:: ACTIVITY ::
Every line holding the string "when" is to be copied from the entries below.

:: GIVEN INFORMATION ::
-- Opening Marker --
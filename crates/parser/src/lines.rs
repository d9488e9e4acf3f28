//! Byte offset to line/column translation.
//!
//! Lines are separated by `\n` only, as in Go's `token.File`; a `\r` is
//! ordinary whitespace. Lines and columns are 1-based, columns count bytes.

use std::fmt;

use memchr::memchr_iter;

use crate::ast::Span;

/// 1-based line and byte column.
#[derive(Debug, Clone, Copy, PartialEq, Eq, PartialOrd, Ord, Default)]
pub struct Position {
    pub line: u32,
    pub column: u32,
}

impl fmt::Display for Position {
    fn fmt(&self, f: &mut fmt::Formatter<'_>) -> fmt::Result {
        write!(f, "{}:{}", self.line, self.column)
    }
}

/// Inclusive range of lines covered by a span.
#[derive(Debug, Clone, Copy, PartialEq, Eq)]
pub struct LineRange {
    pub start: u32,
    pub end: u32,
}

impl LineRange {
    #[inline]
    pub const fn contains(&self, line: u32) -> bool {
        line >= self.start && line <= self.end
    }
}

/// Offsets of every line start in a source text.
#[derive(Debug, Clone, PartialEq, Eq)]
pub struct LineIndex {
    starts: Vec<u32>,
    len: u32,
}

impl LineIndex {
    pub fn new(src: &str) -> Self {
        Self::from_bytes(src.as_bytes())
    }

    pub fn from_bytes(src: &[u8]) -> Self {
        let mut starts = Vec::with_capacity(src.len() / 32 + 1);
        starts.push(0);
        starts.extend(memchr_iter(b'\n', src).map(|nl| clamp(nl + 1)));
        Self {
            starts,
            len: clamp(src.len()),
        }
    }

    /// Number of lines (a trailing newline opens a final, empty line).
    #[inline]
    pub fn line_count(&self) -> usize {
        self.starts.len()
    }

    /// Line containing `offset`; offsets past the end map to the last line.
    #[inline]
    pub fn line_of(&self, offset: u32) -> u32 {
        let offset = offset.min(self.len);
        self.starts.partition_point(|&start| start <= offset) as u32
    }

    pub fn position(&self, offset: u32) -> Position {
        let line = self.line_of(offset);
        let start = self.starts[line as usize - 1];
        Position {
            line,
            column: offset.min(self.len) - start + 1,
        }
    }

    /// Lines from the first byte of `span` to its (exclusive) end offset,
    /// matching `Pos()`/`End()` in Go's positions.
    #[inline]
    pub fn lines_of(&self, span: Span) -> LineRange {
        LineRange {
            start: self.line_of(span.start),
            end: self.line_of(span.end),
        }
    }
}

#[inline]
fn clamp(x: usize) -> u32 {
    u32::try_from(x).unwrap_or(u32::MAX)
}

#[cfg(test)]
mod tests {
    use super::*;

    #[test]
    fn lines_are_one_based() {
        let idx = LineIndex::new("package p\n\ntype T int\n");
        assert_eq!(idx.line_count(), 4);
        assert_eq!(idx.line_of(0), 1);
        assert_eq!(idx.line_of(9), 1); // the '\n' belongs to its line
        assert_eq!(idx.line_of(10), 2);
        assert_eq!(idx.line_of(11), 3);
        assert_eq!(idx.position(16), Position { line: 3, column: 6 });
    }

    #[test]
    fn carriage_return_is_not_a_line_break() {
        let idx = LineIndex::new("a\r\nb\rc");
        assert_eq!(idx.line_count(), 2);
        assert_eq!(idx.line_of(5), 2);
    }

    #[test]
    fn end_offset_stays_on_last_line() {
        let src = "type T struct {\n}";
        let idx = LineIndex::new(src);
        let range = idx.lines_of(Span::new(5, src.len()));
        assert_eq!(range, LineRange { start: 1, end: 2 });
        assert!(range.contains(2));
        assert!(!range.contains(3));
        assert_eq!(idx.line_of(10_000), 2);
    }
}
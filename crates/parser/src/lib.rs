//! Go source lexer, arena syntax tree and recursive-descent parser.
//!
//! - The lexer uses Logos and implements Go's automatic semicolon insertion.
//! - The parser follows `go/parser`: same grammar ambiguities, same error
//!   messages, and it stops at the first syntax error.
//! - [`walk`] provides a `ControlFlow`-based visitor over the tree.

pub mod ast;
pub mod error;
pub mod lexer;
pub mod lines;
pub mod parser;
pub mod walk;

pub use ast::{AstArena, Interner, SourceFile, Span, Symbol};
pub use error::{Diag, DiagKind, LexError, LexErrorKind, ParseFailure, SyntaxError};
pub use lexer::{Lexer, Tok};
pub use lines::{LineIndex, LineRange, Position};
pub use parser::MAX_DEPTH;

/// A successfully parsed file together with the text it was parsed from.
#[derive(Debug)]
pub struct ParsedFile<'src> {
    pub src: &'src str,
    pub arena: AstArena,
    pub interner: Interner,
    pub file: SourceFile,
    pub lines: LineIndex,
}

impl<'src> ParsedFile<'src> {
    #[inline]
    pub fn name(&self, sym: Symbol) -> &str {
        self.interner.resolve(sym)
    }

    /// Source text covered by `span`.
    #[inline]
    pub fn text(&self, span: Span) -> &'src str {
        self.src.get(span.range()).unwrap_or_default()
    }

    #[inline]
    pub fn lines_of(&self, span: Span) -> LineRange {
        self.lines.lines_of(span)
    }
}

/// Parses a complete Go source file.
///
/// Any lexical error fails the parse, even when the token stream happens to
/// form a valid file.
pub fn parse_source(src: &str) -> Result<ParsedFile<'_>, ParseFailure> {
    let (result, lex_errors) = parser::parse(src);
    let lines = LineIndex::new(src);

    let mut diags: Vec<Diag> = lex_errors.iter().map(|e| e.diag(&lines)).collect();
    match result {
        Ok(out) if diags.is_empty() => Ok(ParsedFile {
            src,
            arena: out.arena,
            interner: out.interner,
            file: out.file,
            lines,
        }),
        Ok(_) => Err(ParseFailure::from_diags(diags)),
        Err(err) => {
            diags.push(err.diag(&lines));
            Err(ParseFailure::from_diags(diags))
        }
    }
}

/// Like [`parse_source`], for input that may not be valid UTF-8.
pub fn parse_bytes(src: &[u8]) -> Result<ParsedFile<'_>, ParseFailure> {
    match std::str::from_utf8(src) {
        Ok(text) => parse_source(text),
        Err(err) => {
            let lines = LineIndex::from_bytes(src);
            let at = err.valid_up_to();
            let span = Span::new(at, at + err.error_len().unwrap_or(1));
            let lex = LexError {
                kind: LexErrorKind::IllegalUtf8,
                span,
            };
            Err(ParseFailure::from_diags(vec![lex.diag(&lines)]))
        }
    }
}

#[cfg(test)]
mod tests {
    use super::*;
    use pretty_assertions::assert_eq;

    #[test]
    fn parsed_file_resolves_names_and_text() {
        let parsed = parse_source("package shapes\n\ntype Point struct{ X, Y int }\n").unwrap();
        assert_eq!(parsed.name(parsed.file.name.sym), "shapes");
        assert_eq!(parsed.text(parsed.file.name.pos), "shapes");
        assert_eq!(parsed.lines_of(parsed.file.name.pos).start, 1);
    }

    #[test]
    fn lexical_errors_fail_the_parse() {
        let err = parse_source("package p\nvar s = \"open\n").unwrap_err();
        assert_eq!(err.first().map(|d| d.kind), Some(DiagKind::Lex));
        assert_eq!(err.first().map(|d| d.pos.line), Some(2));
    }

    #[test]
    fn syntax_error_carries_position() {
        let err = parse_source("package p\n\ntype T struct {\n\tA int,\n}\n").unwrap_err();
        assert_eq!(err.to_string(), "4:7: expected ';', found ','");
    }

    #[test]
    fn invalid_utf8_is_reported() {
        let err = parse_bytes(b"package p\n// \xff\n").unwrap_err();
        let first = err.first().unwrap();
        assert_eq!(first.message, "illegal UTF-8 encoding");
        assert_eq!(first.pos, Position { line: 2, column: 4 });
    }
}
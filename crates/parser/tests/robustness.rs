use go_syntax::lexer::{Lexer, Tok};
use go_syntax::{parse_bytes, parse_source, MAX_DEPTH};
use proptest::prelude::*;

const SAMPLE: &str = r#"package p

import "fmt"

type Point[T any] struct {
	X, Y T
	fmt.Stringer
}

func (p *Point[T]) Move(dx T) { p.X = dx }

func main() {
	for i, v := range []int{1, 2} {
		switch {
		case i > v:
			fmt.Println(Point[int]{X: i})
		}
	}
}
"#;

proptest! {
    #![proptest_config(ProptestConfig {
        cases: 256,
        .. ProptestConfig::default()
    })]

    #[test]
    fn lexer_never_panics_and_progresses(s in ".*") {
        let mut max_end = 0usize;
        let mut last_real_end = 0usize;
        let max_steps = s.len().saturating_mul(4) + 64;

        for (steps, (start, tok, end)) in Lexer::new(&s).enumerate() {
            prop_assert!(start <= end && end <= s.len(), "({start},{end}) tok={tok:?} input={s:?}");
            if matches!(tok, Tok::Semi) && start == end {
                prop_assert!(start >= max_end, "semicolon before progress at {start} input={s:?}");
            } else {
                prop_assert!(start >= last_real_end, "token moved backwards at {start} input={s:?}");
                last_real_end = end;
            }
            max_end = max_end.max(end);
            prop_assert!(steps <= max_steps, "possible hang on {s:?}");
        }
    }

    #[test]
    fn parser_never_panics_on_text(s in ".*") {
        let _ = parse_source(&s);
    }

    #[test]
    fn parser_never_panics_on_bytes(bytes in proptest::collection::vec(any::<u8>(), 0..256)) {
        let _ = parse_bytes(&bytes);
    }

    #[test]
    fn truncated_source_fails_cleanly(cut in 0..SAMPLE.len()) {
        prop_assume!(SAMPLE.is_char_boundary(cut));
        if let Err(failure) = parse_source(&SAMPLE[..cut]) {
            prop_assert!(!failure.diags.is_empty());
        }
    }

    #[test]
    fn deleting_a_byte_fails_cleanly(at in 0..SAMPLE.len()) {
        let mut src = SAMPLE.to_owned();
        src.remove(at);
        let _ = parse_source(&src);
    }
}

#[test]
fn sample_parses() {
    parse_source(SAMPLE).unwrap();
}

#[test]
fn nesting_is_bounded() {
    let depth = MAX_DEPTH as usize * 4;
    for src in [
        format!("package p\nvar x = {}0{}\n", "(".repeat(depth), ")".repeat(depth)),
        format!("package p\nvar x = {}0\n", "^".repeat(depth)),
        format!("package p\ntype T {}int\n", "*".repeat(depth)),
        format!("package p\nvar x = T{}{}\n", "{".repeat(depth), "}".repeat(depth)),
        format!("package p\nfunc f() {}{}\n", "{".repeat(depth), "}".repeat(depth)),
        format!("package p\nvar x = 1{}\n", "+1".repeat(depth)),
        format!("package p\nvar x = 1{}\n", "+1".repeat(5000)),
        format!("package p\ntype T [1{}]int\n", "*2".repeat(5000)),
        format!("package p\nvar ok = a{}\n", " && a || a".repeat(depth)),
    ] {
        let failure = parse_source(&src).unwrap_err();
        assert!(
            failure.to_string().ends_with("exceeded max nesting depth"),
            "{failure}"
        );
    }
}

#[test]
fn nesting_below_the_limit_is_accepted() {
    let depth = 32;
    let src = format!("package p\nvar x = {}0{}\n", "(".repeat(depth), ")".repeat(depth));
    parse_source(&src).unwrap();

    let src = format!("package p\nvar s = \"a\"{}\n", " + \"b\"".repeat(depth));
    parse_source(&src).unwrap();
}
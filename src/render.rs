//! One-line Go source for type expressions.
//!
//! Expressions follow `go/printer` for a node printed on its own: the
//! precedence-driven blank rules for binary expressions, collapsed double
//! parentheses, unparenthesized single results. Struct and interface bodies
//! differ from `go/printer`, which breaks a body over several lines unless it
//! has a single untagged member. Here a body is always one line, members
//! separated by `"; "`, so it fits a parameter list. Literals are copied
//! verbatim from the source.

use go_syntax::ast::*;
use go_syntax::ParsedFile;

/// Printed in place of a type that cannot be rendered.
pub const FALLBACK: &str = "interface{}";

const LOWEST_PREC: u8 = 0;
const UNARY_PREC: u8 = 6;
const HIGHEST_PREC: u8 = 7;

/// Renders `ty`, or [`FALLBACK`] if it contains a function literal.
pub fn render(file: &ParsedFile<'_>, ty: TypeId) -> String {
    let mut p = Printer::new(file);
    match p.typ(ty) {
        Ok(()) => p.out,
        Err(Unprintable) => FALLBACK.to_owned(),
    }
}

/// A node with no one-line form.
#[derive(Debug)]
struct Unprintable;

type PrintResult = Result<(), Unprintable>;

struct Printer<'a, 'src> {
    file: &'a ParsedFile<'src>,
    a: &'a AstArena,
    out: String,
    /// Last operator token written, for separating `- -x` and `a / *p`.
    last_op: Option<&'static str>,
}

impl<'a, 'src> Printer<'a, 'src> {
    fn new(file: &'a ParsedFile<'src>) -> Self {
        Self {
            file,
            a: &file.arena,
            out: String::new(),
            last_op: None,
        }
    }

    fn word(&mut self, s: &str) {
        self.out.push_str(s);
        self.last_op = None;
    }

    fn blank(&mut self) {
        self.word(" ");
    }

    fn op(&mut self, s: &'static str) {
        if let Some(prev) = self.last_op {
            if may_combine(prev, s) {
                self.out.push(' ');
            }
        }
        self.out.push_str(s);
        self.last_op = Some(s);
    }

    fn ident(&mut self, name: IdentName) {
        let file = self.file;
        self.word(file.name(name.sym));
    }

    // =========================================================================
    // Types
    // =========================================================================

    fn typ(&mut self, id: TypeId) -> PrintResult {
        match self.a.types[id] {
            Type::Named { pkg, name, args } => {
                if let Some(pkg) = pkg {
                    self.ident(pkg);
                    self.word(".");
                }
                self.ident(name);
                if !args.is_empty() {
                    self.word("[");
                    for (i, &arg) in self.a.types_list(args).iter().enumerate() {
                        if i > 0 {
                            self.word(", ");
                        }
                        self.typ(arg)?;
                    }
                    self.word("]");
                }
            }
            Type::Pointer(elem) => {
                self.op("*");
                self.typ(elem)?;
            }
            Type::Array { len, elem } => {
                self.word("[");
                match len {
                    ArrayLen::Expr(x) => self.expr(x)?,
                    ArrayLen::Ellipsis => self.word("..."),
                }
                self.word("]");
                self.typ(elem)?;
            }
            Type::Slice(elem) => {
                self.word("[]");
                self.typ(elem)?;
            }
            Type::Map { key, value } => {
                self.word("map[");
                self.typ(key)?;
                self.word("]");
                self.typ(value)?;
            }
            Type::Chan { dir, elem } => {
                match dir {
                    ChanDir::Both => self.word("chan"),
                    ChanDir::Recv => self.word("<-chan"),
                    ChanDir::Send => self.word("chan<-"),
                }
                self.blank();
                self.typ(elem)?;
            }
            Type::Struct { fields } => {
                self.word("struct{");
                self.members(fields.is_empty(), |p| {
                    for (i, &id) in p.a.fields_list(fields).iter().enumerate() {
                        if i > 0 {
                            p.word("; ");
                        }
                        p.struct_field(id)?;
                    }
                    Ok(())
                })?;
                self.word("}");
            }
            Type::Interface { elems } => {
                self.word("interface{");
                self.members(elems.is_empty(), |p| {
                    for (i, &elem) in p.a.interface_elems(elems).iter().enumerate() {
                        if i > 0 {
                            p.word("; ");
                        }
                        match elem {
                            InterfaceElem::Method { name, sig } => {
                                p.ident(name);
                                p.signature(sig)?;
                            }
                            InterfaceElem::Embed(t) => p.typ(t)?,
                        }
                    }
                    Ok(())
                })?;
                self.word("}");
            }
            Type::Func(sig) => {
                self.word("func");
                self.signature(sig)?;
            }
            Type::Paren(inner) => {
                if matches!(self.a.types[inner], Type::Paren(_)) {
                    self.typ(inner)?;
                } else {
                    self.word("(");
                    self.typ(inner)?;
                    self.word(")");
                }
            }
            Type::Union { terms } => {
                for (i, term) in self.a.type_terms(terms).iter().enumerate() {
                    if i > 0 {
                        self.word(" | ");
                    }
                    if term.tilde {
                        self.op("~");
                    }
                    self.typ(term.typ)?;
                }
            }
            Type::Expr(x) => self.expr(x)?,
        }
        Ok(())
    }

    /// `{ ... }` contents; nothing between the braces when empty.
    fn members(&mut self, empty: bool, f: impl FnOnce(&mut Self) -> PrintResult) -> PrintResult {
        if empty {
            return Ok(());
        }
        self.blank();
        f(self)?;
        self.blank();
        Ok(())
    }

    fn struct_field(&mut self, id: FieldId) -> PrintResult {
        let field = self.a.fields[id];
        if !field.names.is_empty() {
            self.names(field.names);
            self.blank();
        }
        self.typ(field.typ)?;
        if let Some(tag) = field.tag {
            self.blank();
            self.word(self.file.text(tag));
        }
        Ok(())
    }

    fn names(&mut self, names: ListRef<IdentName>) {
        for (i, &name) in self.a.ident_names(names).iter().enumerate() {
            if i > 0 {
                self.word(", ");
            }
            self.ident(name);
        }
    }

    /// Parameters and results, without the `func` keyword.
    fn signature(&mut self, id: SignatureId) -> PrintResult {
        let sig = self.a.signatures[id];
        self.parameters(sig.params)?;

        let results = self.a.fields_list(sig.results);
        let count: u32 = results
            .iter()
            .map(|&r| self.a.fields[r].names.len().max(1))
            .sum();
        if count == 0 {
            return Ok(());
        }
        self.blank();
        if let [only] = results {
            let field = self.a.fields[*only];
            if field.names.is_empty() {
                return self.typ(self.strip_parens(field.typ));
            }
        }
        self.parameters(sig.results)
    }

    fn parameters(&mut self, fields: ListRef<FieldId>) -> PrintResult {
        self.word("(");
        for (i, &id) in self.a.fields_list(fields).iter().enumerate() {
            if i > 0 {
                self.word(", ");
            }
            let field = self.a.fields[id];
            if !field.names.is_empty() {
                self.names(field.names);
                self.blank();
            }
            if field.ellipsis_pos.is_some() {
                self.word("...");
            }
            self.typ(field.typ)?;
        }
        self.word(")");
        Ok(())
    }

    fn strip_parens(&self, mut id: TypeId) -> TypeId {
        while let Type::Paren(inner) = self.a.types[id] {
            id = inner;
        }
        id
    }

    // =========================================================================
    // Expressions
    // =========================================================================

    #[inline]
    fn expr(&mut self, x: ExprId) -> PrintResult {
        self.expr1(x, LOWEST_PREC, 1)
    }

    #[inline]
    fn expr0(&mut self, x: ExprId, depth: u32) -> PrintResult {
        self.expr1(x, LOWEST_PREC, depth)
    }

    fn expr1(&mut self, x: ExprId, prec1: u8, depth: u32) -> PrintResult {
        match self.a.exprs[x] {
            Expr::Ident(sym) => {
                let file = self.file;
                self.word(file.name(sym));
            }
            Expr::BasicLit(_) => {
                let span = self.a.exprs.span(x);
                self.word(self.file.text(span));
            }
            Expr::FuncLit { .. } => return Err(Unprintable),
            Expr::CompositeLit { typ, lit } => {
                self.expr1(typ, HIGHEST_PREC, depth)?;
                self.literal_value(lit)?;
            }
            Expr::Paren(inner) => {
                if matches!(self.a.exprs[inner], Expr::Paren(_)) {
                    self.expr0(inner, depth)?;
                } else {
                    self.word("(");
                    self.expr0(inner, reduce_depth(depth))?;
                    self.word(")");
                }
            }
            Expr::Selector { expr, sel } => {
                self.expr1(expr, HIGHEST_PREC, depth)?;
                self.word(".");
                self.ident(sel);
            }
            Expr::Index { expr, indices } => {
                self.expr1(expr, HIGHEST_PREC, 1)?;
                self.word("[");
                self.expr_list(self.a.exprs_list(indices), depth + 1)?;
                self.word("]");
            }
            Expr::Slice {
                expr, lo, hi, max, ..
            } => self.slice_expr(expr, [lo, hi, max], max.is_some(), depth)?,
            Expr::TypeAssert { expr, typ } => {
                self.expr1(expr, HIGHEST_PREC, depth)?;
                self.word(".(");
                match typ {
                    Some(t) => self.typ(t)?,
                    None => self.word("type"),
                }
                self.word(")");
            }
            Expr::Call {
                func,
                args,
                ellipsis,
            } => {
                let args = self.a.exprs_list(args);
                let depth = if args.len() > 1 { depth + 1 } else { depth };
                // conversions to func and <-chan types need parentheses
                let paren = match self.a.exprs[func] {
                    Expr::Type(t) => matches!(
                        self.a.types[t],
                        Type::Func(_) | Type::Chan { dir: ChanDir::Recv, .. }
                    ),
                    _ => false,
                };
                if paren {
                    self.word("(");
                }
                self.expr1(func, HIGHEST_PREC, depth)?;
                if paren {
                    self.word(")");
                }
                self.word("(");
                self.expr_list(args, depth)?;
                if ellipsis {
                    self.word("...");
                }
                self.word(")");
            }
            Expr::Unary { op, expr } => {
                if UNARY_PREC < prec1 {
                    self.word("(");
                    self.expr(x)?;
                    self.word(")");
                } else {
                    self.op(op.as_str());
                    self.expr1(expr, UNARY_PREC, depth)?;
                }
            }
            Expr::Binary { .. } => {
                let cutoff = cutoff(self.a, x, depth.max(1));
                self.binary_expr(x, prec1, cutoff, depth.max(1))?;
            }
            Expr::Type(t) => self.typ(t)?,
        }
        Ok(())
    }

    fn binary_expr(&mut self, x: ExprId, prec1: u8, cutoff: u8, depth: u32) -> PrintResult {
        let Expr::Binary { left, op, right } = self.a.exprs[x] else {
            return self.expr1(x, prec1, depth);
        };
        let prec = op.precedence();
        if prec < prec1 {
            self.word("(");
            self.expr0(x, reduce_depth(depth))?;
            self.word(")");
            return Ok(());
        }
        let blanks = prec < cutoff;
        self.expr1(left, prec, depth + diff_prec(self.a, left, prec))?;
        if blanks {
            self.blank();
        }
        self.op(op.as_str());
        if blanks {
            self.blank();
        }
        self.expr1(right, prec + 1, depth + 1)
    }

    fn slice_expr(
        &mut self,
        x: ExprId,
        indices: [Option<ExprId>; 3],
        full: bool,
        depth: u32,
    ) -> PrintResult {
        self.expr1(x, HIGHEST_PREC, 1)?;
        self.word("[");
        let indices = if full { &indices[..] } else { &indices[..2] };
        // blanks around ':' when several indices include a binary expression
        let blanks = depth <= 1
            && indices.iter().flatten().count() > 1
            && indices
                .iter()
                .flatten()
                .any(|&i| matches!(self.a.exprs[i], Expr::Binary { .. }));
        for (i, index) in indices.iter().enumerate() {
            if i > 0 {
                if indices[i - 1].is_some() && blanks {
                    self.blank();
                }
                self.word(":");
                if index.is_some() && blanks {
                    self.blank();
                }
            }
            if let Some(index) = *index {
                self.expr0(index, depth + 1)?;
            }
        }
        self.word("]");
        Ok(())
    }

    fn expr_list(&mut self, list: &[ExprId], depth: u32) -> PrintResult {
        for (i, &x) in list.iter().enumerate() {
            if i > 0 {
                self.word(", ");
            }
            self.expr0(x, depth)?;
        }
        Ok(())
    }

    fn literal_value(&mut self, lit: LiteralValue) -> PrintResult {
        self.word("{");
        for (i, elem) in self.a.keyed_elems_list(lit.elems).iter().enumerate() {
            if i > 0 {
                self.word(", ");
            }
            if let Some(key) = elem.key {
                self.element(key)?;
                self.word(": ");
            }
            self.element(elem.value)?;
        }
        self.word("}");
        Ok(())
    }

    fn element(&mut self, elem: Element) -> PrintResult {
        match elem {
            Element::Expr(x) => self.expr0(x, 1),
            Element::Literal(lit) => self.literal_value(lit),
        }
    }
}
//! Prints a constructor for every type declared in a Go file.
//!
//! cargo run --example type_decls -- path/to/file.go

use std::env;

use go_ctor::{locate, synthesize};

fn main() {
    let path = env::args().nth(1).unwrap_or_else(|| {
        eprintln!("usage: cargo run --example type_decls -- <file.go>");
        std::process::exit(2);
    });

    let src = std::fs::read_to_string(&path).expect("read file");
    let parsed = match go_syntax::parse_source(&src) {
        Ok(parsed) => parsed,
        Err(f) => {
            eprintln!("parse failed");
            for d in &f.diags {
                eprintln!("{path}:{}: {}", d.pos, d.message);
            }
            std::process::exit(1);
        }
    };

    let mut line = 1;
    while line <= parsed.lines.line_count() {
        match locate(&parsed, line) {
            Ok(decl) => {
                println!("// {path}:{}-{} {}", decl.lines.start, decl.lines.end, decl.name);
                println!("{}", synthesize(&parsed, &decl));
                line = decl.lines.end as usize + 1;
            }
            Err(_) => line += 1,
        }
    }
}
//! Finding the type declaration that spans a source line.

use core::ops::ControlFlow;

use go_syntax::ast::{AstArena, IdentName, Type, TypeId, TypeSpec};
use go_syntax::walk::Visitor;
use go_syntax::{LineRange, ParsedFile};

use crate::error::GenerateError;

/// A located `type` spec and the shape the constructor is built from.
#[derive(Debug, Clone, PartialEq, Eq)]
pub struct TypeDeclaration<'ast> {
    pub name: &'ast str,
    /// Inclusive, from the declared name to the end of its type.
    pub lines: LineRange,
    pub shape: Shape,
}

#[derive(Debug, Clone, PartialEq, Eq)]
pub enum Shape {
    /// `type T struct { ... }`
    Aggregate { fields: Vec<FieldDecl> },
    /// Every other named type: `type ID int`, `type A = B`, interfaces.
    Alias { underlying: TypeId },
}

/// One line of a struct's field list. `names` is empty for embedded fields.
#[derive(Debug, Clone, PartialEq, Eq)]
pub struct FieldDecl {
    pub names: Vec<IdentName>,
    pub ty: TypeId,
}

impl FieldDecl {
    #[inline]
    pub fn is_embedded(&self) -> bool {
        self.names.is_empty()
    }
}

/// Returns the first type spec, in source order, whose lines include
/// `target_line`. Specs inside function bodies are searched too.
pub fn locate<'ast>(
    file: &'ast ParsedFile<'_>,
    target_line: usize,
) -> Result<TypeDeclaration<'ast>, GenerateError> {
    let Ok(line) = u32::try_from(target_line) else {
        return Err(GenerateError::NotFound);
    };
    let mut finder = SpecAtLine { file, line };
    match finder.visit_source_file(&file.arena, &file.file) {
        ControlFlow::Break((spec, lines)) => Ok(TypeDeclaration {
            name: file.name(spec.name.sym),
            lines,
            shape: shape_of(&file.arena, &spec),
        }),
        ControlFlow::Continue(()) => Err(GenerateError::NotFound),
    }
}

struct SpecAtLine<'a, 'src> {
    file: &'a ParsedFile<'src>,
    line: u32,
}

impl<'ast> Visitor<'ast> for SpecAtLine<'_, '_> {
    type Break = (TypeSpec, LineRange);

    fn visit_type_spec(
        &mut self,
        a: &'ast AstArena,
        spec: &'ast TypeSpec,
    ) -> ControlFlow<Self::Break> {
        let lines = self.file.lines_of(spec.span(a));
        if lines.contains(self.line) {
            return ControlFlow::Break((*spec, lines));
        }
        // function literals in array lengths can declare types too
        go_syntax::walk::walk_type_spec(a, spec, self)
    }
}

fn shape_of(a: &AstArena, spec: &TypeSpec) -> Shape {
    match a.types[spec.typ] {
        Type::Struct { fields } => Shape::Aggregate {
            fields: a
                .fields_list(fields)
                .iter()
                .map(|&id| {
                    let field = &a.fields[id];
                    FieldDecl {
                        names: a.ident_names(field.names).to_vec(),
                        ty: field.typ,
                    }
                })
                .collect(),
        },
        _ => Shape::Alias {
            underlying: spec.typ,
        },
    }
}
-- Closing Marker --
:: PROBLEM SOLUTION ::
/// Any lexical error fails the parse, even when the token stream happens to
    /// `{ ... }` contents; nothing between the braces when empty.
        // blanks around ':' when several indices include a binary expression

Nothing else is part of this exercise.